Session 1: Progression run
Run a relatively easy run for 50-60 minutes then another 20 minutes at your target half-marathon pace or a little faster. Also don’t forget to include a warm up and warm down including some stretches to stop those muscles shortening. Take it nice and slow on the easy section and keep in control on the faster section. You should not feel tired after this session.
Session 2: Speed workout
5-6 x 1 mile at speed pace with a 3 minute jog recovery between each rep. This session is about testing your mental strength, the last couple of reps are going to be tough but try to keep the pace the same as for the first few. This session is about preparing for race day, it might get tough out on the course and you may need to dig deep to finish in your goal time so this session will help you prepare for that. You will feel tired after this one so make sure you’re prepared.
Session 3: Short easy run
About 30-40 minutes only at a nice relaxed and comfortable pace.

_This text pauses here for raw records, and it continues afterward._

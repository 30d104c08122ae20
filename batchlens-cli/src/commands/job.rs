//! Job command handlers
//!
//! Lists and searches job executions of the selected data source and
//! shows the details of a single execution.

use anyhow::Result;
use batchlens_core::datetime;
use batchlens_core::domain::job::JobExecution;
use batchlens_core::dto::filter::JobExecutionFilter;
use batchlens_engine::BatchMonitor;
use clap::Subcommand;
use colored::*;

use super::{colorize_status, format_time};

/// Job subcommands
#[derive(Subcommand)]
pub enum JobCommands {
    /// Most recent job executions
    Recent,
    /// Search job executions
    Search {
        /// Job name substring
        #[arg(long)]
        name: Option<String>,

        /// Exact status, e.g. COMPLETED or FAILED
        #[arg(long)]
        status: Option<String>,

        /// Started at or after this date/date-time
        #[arg(long)]
        from: Option<String>,

        /// Ended at or before this date/date-time
        #[arg(long)]
        to: Option<String>,

        /// Substring of the job name or exit message
        #[arg(short, long)]
        keyword: Option<String>,
    },
    /// Show one job execution with its steps
    Get {
        /// Job execution id
        id: i64,
    },
    /// Show the parameters of one job execution
    Params {
        /// Job execution id
        id: i64,
    },
}

/// Handle job commands
pub async fn handle_job_command(
    command: JobCommands,
    monitor: &BatchMonitor,
    source: &str,
) -> Result<()> {
    match command {
        JobCommands::Recent => {
            let executions = monitor.queries().list_recent_job_executions(source).await?;
            print_job_list(&executions);
            Ok(())
        }
        JobCommands::Search {
            name,
            status,
            from,
            to,
            keyword,
        } => {
            warn_on_bad_date("--from", from.as_deref());
            warn_on_bad_date("--to", to.as_deref());

            let filter = JobExecutionFilter {
                job_name: name,
                status,
                start_date: from,
                end_date: to,
                keyword,
            };
            let executions = monitor.queries().search_job_executions(source, &filter).await?;
            print_job_list(&executions);
            Ok(())
        }
        JobCommands::Get { id } => get_job_execution(monitor, source, id).await,
        JobCommands::Params { id } => list_parameters(monitor, source, id).await,
    }
}

/// Unparseable dates are ignored by the search; say so up front
pub(crate) fn warn_on_bad_date(flag: &str, value: Option<&str>) {
    if let Some(value) = value {
        let check = datetime::validate(value);
        if !check.is_valid() {
            println!(
                "{}",
                format!("⚠ Ignoring {} '{}': {}", flag, value, check.message).yellow()
            );
        }
    }
}

async fn get_job_execution(monitor: &BatchMonitor, source: &str, id: i64) -> Result<()> {
    let Some(execution) = monitor.queries().get_job_execution(source, id).await? else {
        println!("{}", format!("No job execution {} in '{}'.", id, source).yellow());
        return Ok(());
    };

    print_job_details(&execution);

    let steps = monitor.queries().list_step_executions(source, id).await?;
    if !steps.is_empty() {
        println!("\n{}", "Steps:".bold());
        for step in &steps {
            println!(
                "  {} {:<24} {:<10} {:>8}  read {} / write {} / skip {}",
                "▸".cyan(),
                step.step_name,
                colorize_status(step.status.as_deref()),
                step.formatted_duration(),
                step.read_count,
                step.write_count,
                step.skip_count()
            );
        }
    }

    Ok(())
}

async fn list_parameters(monitor: &BatchMonitor, source: &str, id: i64) -> Result<()> {
    let params = monitor.queries().list_job_parameters(source, id).await?;

    if params.is_empty() {
        println!("{}", format!("No parameters for job execution {}.", id).yellow());
        return Ok(());
    }

    println!("{}", format!("Parameters of job execution {}:", id).bold());
    for param in params {
        println!("  {} = {}", param.key.cyan(), param.display_value());
    }

    Ok(())
}

fn print_job_list(executions: &[JobExecution]) {
    if executions.is_empty() {
        println!("{}", "No job executions found.".yellow());
        return;
    }

    println!(
        "{}",
        format!("Found {} job execution(s):", executions.len()).bold()
    );
    println!();
    for execution in executions {
        println!(
            "  {} {:>6}  {:<28} {:<10} {}  {}",
            "▸".cyan(),
            execution.id.to_string().dimmed(),
            execution.job_name,
            colorize_status(execution.status.as_deref()),
            format_time(execution.start_time),
            execution.formatted_duration().dimmed()
        );
    }
}

fn print_job_details(execution: &JobExecution) {
    println!("{}", "Job Execution:".bold());
    println!("  ID:          {}", execution.id.to_string().cyan());
    println!("  Job:         {}", execution.job_name);
    println!("  Instance:    {}", execution.job_instance_id);
    println!("  Status:      {}", colorize_status(execution.status.as_deref()));
    println!("  Created:     {}", format_time(execution.create_time));
    println!("  Started:     {}", format_time(execution.start_time));
    println!("  Ended:       {}", format_time(execution.end_time));
    println!("  Duration:    {}", execution.formatted_duration());
    if let Some(updated) = execution.last_updated {
        println!("  Updated:     {}", format_time(Some(updated)));
    }
    if let Some(version) = execution.version {
        println!("  Version:     {}", version);
    }
    if let Some(exit_code) = &execution.exit_code {
        println!("  Exit code:   {}", exit_code);
    }
    if let Some(message) = execution.exit_message.as_deref().filter(|m| !m.is_empty()) {
        println!("  Exit message:\n    {}", message.red());
    }
}
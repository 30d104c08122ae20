//! Data Transfer Objects passed from callers into the engine
//!
//! Filters are plain value types: every field is optional and an absent
//! field places no constraint on the query.

pub mod filter;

Session 4: Finish fast, long run
Run for around 1 hour 45 minutes to 2 hours 15 minutes. Most of this run should be at a nice steady, easy pace then build up to finish the last 2 to 4 miles at goal pace and finish the last mile at a slightly faster pace. You’re aiming for about 12-14 miles for the run. Remember, this is not race day so don’t try to run the whole thing at goal pace, stick to the plan, run fast at the end but don’t race.
This week you should have 2 days with no exercise at all (that’s the recovery bit of this week), so no strength and conditioning or cycling on those rest days and if you need to miss a session this week then drop session 3.